Given data:
= Beginning of Section =
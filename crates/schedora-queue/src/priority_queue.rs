//! Redis-backed priority queue + DLQ (C5), keyed under
//! `schedora:queue:{name}` per §6's persisted state layout.

use async_trait::async_trait;
use chrono::Utc;
use redis::aio::ConnectionManager;
use redis::AsyncCommands;
use schedora_core::error::{Result, SchedoraError};
use schedora_core::queue::{DlqEntry, PriorityQueue};
use uuid::Uuid;

#[derive(Clone)]
pub struct RedisPriorityQueue {
    conn: ConnectionManager,
    name: String,
}

impl RedisPriorityQueue {
    pub fn new(conn: ConnectionManager, name: impl Into<String>) -> Self {
        Self { conn, name: name.into() }
    }

    fn queue_key(&self) -> String {
        format!("schedora:queue:{}", self.name)
    }

    fn dlq_key(&self) -> String {
        format!("schedora:queue:{}:dlq", self.name)
    }

    fn unavailable(e: redis::RedisError) -> SchedoraError {
        SchedoraError::SideStoreUnavailable(e.to_string())
    }
}

#[async_trait]
impl PriorityQueue for RedisPriorityQueue {
    #[tracing::instrument(skip(self), fields(queue = %self.name, %job_id))]
    async fn enqueue(&self, job_id: Uuid, priority: i16) -> Result<()> {
        let mut conn = self.conn.clone();
        let _: () = conn
            .zadd(self.queue_key(), job_id.to_string(), priority as f64)
            .await
            .map_err(|e| {
                tracing::warn!(queue = %self.name, %job_id, error = %e, "failed to enqueue job");
                Self::unavailable(e)
            })?;
        Ok(())
    }

    #[tracing::instrument(skip(self), fields(queue = %self.name))]
    async fn dequeue(&self) -> Result<Option<Uuid>> {
        let mut conn = self.conn.clone();
        let popped: Vec<(String, f64)> = conn
            .zpopmax(self.queue_key(), 1)
            .await
            .map_err(Self::unavailable)?;
        Ok(popped.into_iter().next().and_then(|(id, _)| Uuid::parse_str(&id).ok()))
    }

    #[tracing::instrument(skip(self), fields(queue = %self.name))]
    async fn peek(&self) -> Result<Option<Uuid>> {
        let mut conn = self.conn.clone();
        let top: Vec<(String, f64)> = conn
            .zrevrange_withscores(self.queue_key(), 0, 0)
            .await
            .map_err(Self::unavailable)?;
        Ok(top.into_iter().next().and_then(|(id, _)| Uuid::parse_str(&id).ok()))
    }

    #[tracing::instrument(skip(self), fields(queue = %self.name, %job_id))]
    async fn remove(&self, job_id: Uuid) -> Result<bool> {
        let mut conn = self.conn.clone();
        let removed: i64 = conn
            .zrem(self.queue_key(), job_id.to_string())
            .await
            .map_err(Self::unavailable)?;
        Ok(removed > 0)
    }

    async fn length(&self) -> Result<u64> {
        let mut conn = self.conn.clone();
        conn.zcard(self.queue_key()).await.map_err(Self::unavailable)
    }

    async fn dlq_length(&self) -> Result<u64> {
        let mut conn = self.conn.clone();
        conn.hlen(self.dlq_key()).await.map_err(Self::unavailable)
    }

    #[tracing::instrument(skip(self), fields(queue = %self.name))]
    async fn purge(&self) -> Result<()> {
        let mut conn = self.conn.clone();
        let _: () = conn.del(self.queue_key()).await.map_err(Self::unavailable)?;
        tracing::info!(queue = %self.name, "queue purged");
        Ok(())
    }

    #[tracing::instrument(skip(self), fields(queue = %self.name))]
    async fn purge_dlq(&self) -> Result<()> {
        let mut conn = self.conn.clone();
        let _: () = conn.del(self.dlq_key()).await.map_err(Self::unavailable)?;
        tracing::info!(queue = %self.name, "dead-letter queue purged");
        Ok(())
    }

    #[tracing::instrument(skip(self), fields(queue = %self.name, %job_id, reason))]
    async fn move_to_dlq(&self, job_id: Uuid, reason: &str, retry_count: i32) -> Result<()> {
        let entry = DlqEntry {
            job_id,
            reason: reason.to_string(),
            retry_count,
            moved_at: Utc::now(),
        };
        let json = serde_json::to_string(&entry).map_err(|e| SchedoraError::Storage(e.into()))?;

        let mut conn = self.conn.clone();
        let _: () = conn
            .hset(self.dlq_key(), job_id.to_string(), json)
            .await
            .map_err(|e| {
                tracing::warn!(queue = %self.name, %job_id, error = %e, "failed to write dead-letter entry");
                Self::unavailable(e)
            })?;
        let _: () = conn
            .zrem(self.queue_key(), job_id.to_string())
            .await
            .map_err(Self::unavailable)?;
        tracing::info!(queue = %self.name, %job_id, reason, retry_count, "job moved to dead-letter queue");
        Ok(())
    }

    async fn dlq_entries(&self) -> Result<Vec<DlqEntry>> {
        let mut conn = self.conn.clone();
        let raw: Vec<(String, String)> = conn.hgetall(self.dlq_key()).await.map_err(Self::unavailable)?;
        Ok(raw
            .into_iter()
            .filter_map(|(_, json)| serde_json::from_str(&json).ok())
            .collect())
    }
}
= End of Section =
What you are asked to do:
Nothing but a number is expected: how many lines in the listing above contain "info"?

Finished exercise:
3